Importantly, these findings do not suggest that Bhutan faces an imminent reserve crisis. Rather, they do point to the need for continued vigilance. While Bhutan’s reserve position appears sufficiently strong to absorb the shocks examined in this study, the combined stress scenario demonstrates how reserve buffers can erode when multiple pressures occur simultaneously. This highlights the need for ongoing monitoring of import costs, debt service commitments, reserve composition, external financing conditions, tourism related economic activity, and the underlying sources of reserve growth.

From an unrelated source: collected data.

use crate::BitWrite;

/// A growable `BitWrite` with no budget.
///
/// Used to assemble demo start blocks, and to stage an event or ghost update
/// so that its exact size is known before it is committed to a bounded
/// packet with `copy_into`.
#[derive(Clone, Default)]
pub struct StreamWriter {
    scratch: u8,
    scratch_index: u8,
    buffer: Vec<u8>,
    bits_written: u32,
}

impl StreamWriter {
    pub fn new() -> Self {
        Self {
            scratch: 0,
            scratch_index: 0,
            buffer: Vec::with_capacity(64),
            bits_written: 0,
        }
    }

    pub fn bits_written(&self) -> u32 {
        self.bits_written
    }

    pub fn is_empty(&self) -> bool {
        self.bits_written == 0
    }

    /// Replays every bit written so far into `writer`
    pub fn copy_into(&self, writer: &mut dyn BitWrite) {
        for byte in &self.buffer {
            writer.write_byte(*byte);
        }
        // pending bits sit in the low end of the scratch, oldest highest
        for i in (0..self.scratch_index).rev() {
            writer.write_bit((self.scratch >> i) & 1 != 0);
        }
    }

    pub fn to_bytes(mut self) -> Vec<u8> {
        if self.scratch_index > 0 {
            let byte = (self.scratch << (8 - self.scratch_index)).reverse_bits();
            self.buffer.push(byte);
        }
        self.buffer
    }
}

impl BitWrite for StreamWriter {
    fn write_bit(&mut self, bit: bool) {
        self.scratch <<= 1;

        if bit {
            self.scratch |= 1;
        }

        self.scratch_index += 1;
        self.bits_written += 1;

        if self.scratch_index >= 8 {
            self.buffer.push(self.scratch.reverse_bits());
            self.scratch_index = 0;
            self.scratch = 0;
        }
    }

    fn write_byte(&mut self, byte: u8) {
        let mut temp = byte;
        for _ in 0..8 {
            self.write_bit(temp & 1 != 0);
            temp >>= 1;
        }
    }

    fn is_counter(&self) -> bool {
        false
    }

    fn count_bits(&mut self, _bits: u32) {}
}
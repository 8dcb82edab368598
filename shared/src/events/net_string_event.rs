use std::any::Any;

use ghostnet_serde::{read_bits, write_bits, BitReader, BitWrite, Serde, SerdeErr};

use crate::{
    constants::STRING_ENTRY_BIT_SIZE,
    events::net_event::{NetEvent, NetEventRead},
    pack_context::{PackContext, UnpackContext},
};

/// Announces a string table entry to the peer
#[derive(Clone, Debug, PartialEq, Eq)]
pub struct NetStringEvent {
    pub index: u16,
    pub string: String,
}

impl NetStringEvent {
    pub fn new(index: u16, string: String) -> Self {
        Self { index, string }
    }
}

impl NetEvent for NetStringEvent {
    fn pack(&self, _context: &PackContext, writer: &mut dyn BitWrite) {
        write_bits(writer, u32::from(self.index), STRING_ENTRY_BIT_SIZE);
        self.string.ser(writer);
    }

    fn as_any(&self) -> &dyn Any {
        self
    }

    fn into_any(self: Box<Self>) -> Box<dyn Any> {
        self
    }
}

impl NetEventRead for NetStringEvent {
    fn unpack(_context: &UnpackContext, reader: &mut BitReader) -> Result<Self, SerdeErr> {
        let index = read_bits(reader, STRING_ENTRY_BIT_SIZE)? as u16;
        let string = String::de(reader)?;
        Ok(Self { index, string })
    }
}
pub mod error;
pub mod ghost_info;
pub mod ghost_manager;
pub mod ghost_receiver;
pub mod object_kinds;
pub mod object_registry;
pub mod replicable;
pub mod scope;
use std::{
    fs::File,
    io::{BufReader, BufWriter, ErrorKind, Read, Write},
    path::Path,
};

use ghostnet_serde::{BitReader, BitWrite, Serde, SerdeErr, StreamWriter};
use log::{info, warn};

use crate::{
    connection::{
        error::DemoError, net_connection::NetConnection, packet_notify::PacketNotify,
    },
    constants::{ACK_HISTORY_SIZE, DEMO_MAX_BLOCK_SIZE, DEMO_MAX_BLOCK_TYPES},
    game_time::GameInstant,
    ghosts::{ghost_receiver::GhostReceiver, object_registry::ObjectRegistry},
    pack_context::{PackContext, UnpackContext},
    strings::string_table::StringTable,
};

/// Kinds of block in a demo stream
#[derive(Clone, Copy, Debug, PartialEq, Eq)]
pub enum DemoBlockType {
    /// A raw packet as it was received
    Packet = 0,
    /// The pacing check allowed a Data packet to be sent
    SendPacket = 1,
}

impl DemoBlockType {
    fn from_u16(value: u16) -> Option<Self> {
        match value {
            0 => Some(DemoBlockType::Packet),
            1 => Some(DemoBlockType::SendPacket),
            _ => None,
        }
    }
}

/// Packs a block header: 4 bits of type, 12 bits of size
fn block_header(block_type: u16, size: usize) -> u16 {
    (block_type << 12) | (size as u16 & 0x0FFF)
}

pub(crate) struct DemoRecorder {
    stream: Box<dyn Write>,
}

pub(crate) struct DemoPlayer {
    stream: Box<dyn Read>,
    next_block: Option<(u16, usize)>,
}

impl DemoPlayer {
    /// Reads the next block header; None at a clean end of stream
    fn read_block_header(&mut self) -> Result<Option<(u16, usize)>, DemoError> {
        let mut bytes = [0u8; 2];
        match self.stream.read_exact(&mut bytes) {
            Ok(()) => {
                let header = u16::from_le_bytes(bytes);
                Ok(Some((header >> 12, (header & 0x0FFF) as usize)))
            }
            Err(error) if error.kind() == ErrorKind::UnexpectedEof => Ok(None),
            Err(error) => Err(error.into()),
        }
    }
}

fn read_u32(stream: &mut dyn Read) -> Result<u32, DemoError> {
    let mut bytes = [0u8; 4];
    stream.read_exact(&mut bytes)?;
    Ok(u32::from_le_bytes(bytes))
}

impl NetConnection {
    // Recording

    pub fn is_recording(&self) -> bool {
        self.demo_recorder.is_some()
    }

    /// Starts recording this connection into `stream`: a header with the
    /// protocol version and a snapshot of the connection, then one block per
    /// received packet and per send decision
    pub fn start_demo_record(&mut self, mut stream: Box<dyn Write>) -> Result<(), DemoError> {
        if self.demo_recorder.is_some() {
            return Err(DemoError::AlreadyRecording);
        }

        let mut start_block = StreamWriter::new();
        self.write_demo_start_block(&mut start_block);
        let start_block = start_block.to_bytes();

        stream.write_all(&self.protocol.protocol_version.to_le_bytes())?;
        stream.write_all(&(start_block.len() as u32).to_le_bytes())?;
        stream.write_all(&start_block)?;

        self.demo_recorder = Some(DemoRecorder { stream });
        info!("NetConnection: demo recording started");
        Ok(())
    }

    pub fn start_demo_record_file<P: AsRef<Path>>(&mut self, path: P) -> Result<(), DemoError> {
        let file = File::create(path)?;
        self.start_demo_record(Box::new(BufWriter::new(file)))
    }

    pub fn stop_recording(&mut self) {
        if let Some(mut recorder) = self.demo_recorder.take() {
            if let Err(error) = recorder.stream.flush() {
                warn!("NetConnection: could not flush demo: {}", error);
            }
            info!("NetConnection: demo recording stopped");
        }
    }

    pub(super) fn record_block(&mut self, block_type: DemoBlockType, data: &[u8]) {
        let Some(recorder) = self.demo_recorder.as_mut() else {
            return;
        };
        if data.len() >= DEMO_MAX_BLOCK_SIZE {
            let error = DemoError::BlockTooLarge {
                size: data.len(),
                max: DEMO_MAX_BLOCK_SIZE - 1,
            };
            warn!("NetConnection: block not recorded: {}", error);
            return;
        }

        let header = block_header(block_type as u16, data.len());
        let result = recorder
            .stream
            .write_all(&header.to_le_bytes())
            .and_then(|_| recorder.stream.write_all(data));
        if let Err(error) = result {
            warn!("NetConnection: demo write failed, recording stopped: {}", error);
            self.demo_recorder = None;
        }
    }

    fn write_demo_start_block(&self, writer: &mut dyn BitWrite) {
        self.connection_protocol.write_demo_start_block(writer);
        self.round_trip_time.ser(writer);
        self.packet_loss.ser(writer);

        writer.write_bit(self.strings.is_some());
        if let Some(strings) = self.strings.as_ref() {
            strings.write_demo_start_block(writer);
        }

        (self.notifies.len() as u32).ser(writer);

        let objects = ObjectRegistry::new();
        let context = PackContext {
            protocol: &self.protocol,
            objects: &objects,
            strings: self.strings.as_ref(),
            host_type: self.host_type,
        };
        self.events.write_demo_start_block(writer, &context);

        writer.write_bit(self.ghost_to.is_some());
        if let Some(ghost_to) = self.ghost_to.as_ref() {
            ghost_to.write_demo_start_block(writer, &context);
        }
    }

    // Playback

    pub fn is_playing_back(&self) -> bool {
        self.demo_player.is_some()
    }

    /// Restores the recorded snapshot and prepares to replay the blocks that
    /// follow it. Nothing is transmitted while replaying.
    pub fn replay_demo_record(&mut self, mut stream: Box<dyn Read>) -> Result<(), DemoError> {
        let version = read_u32(stream.as_mut())?;
        if version != self.protocol.protocol_version {
            return Err(DemoError::ProtocolVersionMismatch {
                expected: self.protocol.protocol_version,
                found: version,
            });
        }

        let size = read_u32(stream.as_mut())? as usize;
        let mut start_block = Vec::new();
        stream
            .as_mut()
            .take(size as u64)
            .read_to_end(&mut start_block)?;
        if start_block.len() != size {
            return Err(DemoError::InvalidStartBlock);
        }
        self.read_demo_start_block(&mut BitReader::new(&start_block))
            .map_err(|_| DemoError::InvalidStartBlock)?;

        let mut player = DemoPlayer {
            stream,
            next_block: None,
        };
        player.next_block = player.read_block_header()?;
        self.demo_player = Some(player);
        info!("NetConnection: demo playback started");
        Ok(())
    }

    pub fn replay_demo_file<P: AsRef<Path>>(&mut self, path: P) -> Result<(), DemoError> {
        let file = File::open(path)?;
        self.replay_demo_record(Box::new(BufReader::new(file)))
    }

    /// Replays one recorded block. Returns false once playback is complete.
    pub fn process_next_demo_block(&mut self, now: GameInstant) -> Result<bool, DemoError> {
        let Some(player) = self.demo_player.as_mut() else {
            return Err(DemoError::NotPlaying);
        };
        let Some((block_type, size)) = player.next_block else {
            self.stop_demo_playback();
            return Ok(false);
        };

        if block_type >= DEMO_MAX_BLOCK_TYPES {
            return Err(DemoError::UnknownBlockType { block_type });
        }
        let mut data = vec![0u8; size];
        if let Err(error) = player.stream.read_exact(&mut data) {
            warn!("NetConnection: demo ends inside a block: {}", error);
            self.stop_demo_playback();
            return Ok(false);
        }
        player.next_block = player.read_block_header()?;

        match DemoBlockType::from_u16(block_type) {
            Some(DemoBlockType::Packet) => self.process_raw_packet(now, &data),
            Some(DemoBlockType::SendPacket) => {
                let objects = ObjectRegistry::new();
                self.check_packet_send(now, &objects, true);
            }
            None => return Err(DemoError::UnknownBlockType { block_type }),
        }

        let finished = self
            .demo_player
            .as_ref()
            .map(|player| player.next_block.is_none())
            .unwrap_or(true);
        if finished {
            self.stop_demo_playback();
            return Ok(false);
        }
        Ok(true)
    }

    fn stop_demo_playback(&mut self) {
        if self.demo_player.take().is_some() {
            info!("NetConnection: demo playback complete");
            self.handler.demo_playback_complete();
        }
    }

    fn read_demo_start_block(&mut self, reader: &mut BitReader) -> Result<(), SerdeErr> {
        self.connection_protocol.read_demo_start_block(reader)?;
        self.round_trip_time = f32::de(reader)?;
        self.packet_loss = f32::de(reader)?;

        if reader.read_bit()? {
            let mut strings = StringTable::new();
            strings.read_demo_start_block(reader)?;
            self.strings = Some(strings);
        }

        let notify_count = u32::de(reader)?;
        // SECURITY: a connection never has more packets in flight than it can ack
        if notify_count as usize > ACK_HISTORY_SIZE {
            return Err(SerdeErr);
        }
        for _ in 0..notify_count {
            self.notifies.push(PacketNotify::new(GameInstant::default()));
        }

        let context = UnpackContext {
            protocol: &self.protocol,
            strings: self.strings.as_ref(),
            host_type: self.host_type,
        };
        self.events.read_demo_start_block(reader, &context)?;

        if reader.read_bit()? {
            let mut ghost_to = GhostReceiver::new();
            ghost_to.read_demo_start_block(reader, &context)?;
            self.ghost_to = Some(ghost_to);
        }
        Ok(())
    }
}
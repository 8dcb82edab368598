/// Handle of a connection registered with a
/// [`NetInterface`](crate::NetInterface). Keys are never reused.
#[derive(Clone, Copy, Debug, PartialEq, Eq, Hash, PartialOrd, Ord)]
pub struct ConnectionKey(u64);

impl ConnectionKey {
    pub fn to_u64(&self) -> u64 {
        self.0
    }
}

pub(crate) struct KeyGenerator {
    next: u64,
}

impl KeyGenerator {
    pub fn new() -> Self {
        Self { next: 0 }
    }

    pub fn generate(&mut self) -> ConnectionKey {
        let key = ConnectionKey(self.next);
        self.next = self.next.wrapping_add(1);
        key
    }
}
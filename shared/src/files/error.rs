use thiserror::Error;

/// Errors that can occur while transferring files to a client
#[derive(Debug, Clone, PartialEq, Eq, Error)]
pub enum FileTransferError {
    /// A chunk arrived that does not fit the announced file
    #[error("Invalid file chunk from server.")]
    InvalidChunk,

    /// A completed download could not be stored
    #[error("Couldn't open file downloaded by server.")]
    SaveFailed { name: String },

    /// An object needs files that could not be obtained
    #[error("Missing files required by a ghost-always object: {names:?}")]
    MissingFiles { names: Vec<String> },
}
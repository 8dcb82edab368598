pub mod connection_message;
pub mod error;
pub mod event_kinds;
pub mod event_manager;
pub mod file_events;
pub mod ghost_always_event;
pub mod net_event;
pub mod net_string_event;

The views expressed in this study are those of the authors and do not necessarily reflect the views of any institution or government agency.
References
International Monetary Fund. (2026). Bhutan: 2025 Article IV consultation—Press release; and staff report (IMF Country Report No. 26/19). https://www.imf.org/-/media/files/publications/cr/2026/english/1btnea2026001-source-pdf.pdf
Ministry of Finance/Macro-Fiscal Coordination Technical Committee. (2026). Reserve projection and operational reserve threshold values shared with the study team [Unpublished administrative data].
Ministry of Finance. (2026). Macroeconomic performance and outlook report 2026. Royal Government of Bhutan. https://mof.gov.bt/wp-content/uploads/2026/02/Macroeconomic-Performance-and-Outlook-Report-2026.pdf
National Statistics Bureau of Bhutan. (2017). Bhutan supply and use table workbooks. https://www.nsb.gov.bt/
Royal Government of Bhutan. (2008). The Constitution of the Kingdom of Bhutan. https://www.ncc.gov.bt/constitution-of-the-kingdom-of-bhutan/
Royal Government of Bhutan. (2010). Royal Monetary Authority Act of Bhutan 2010.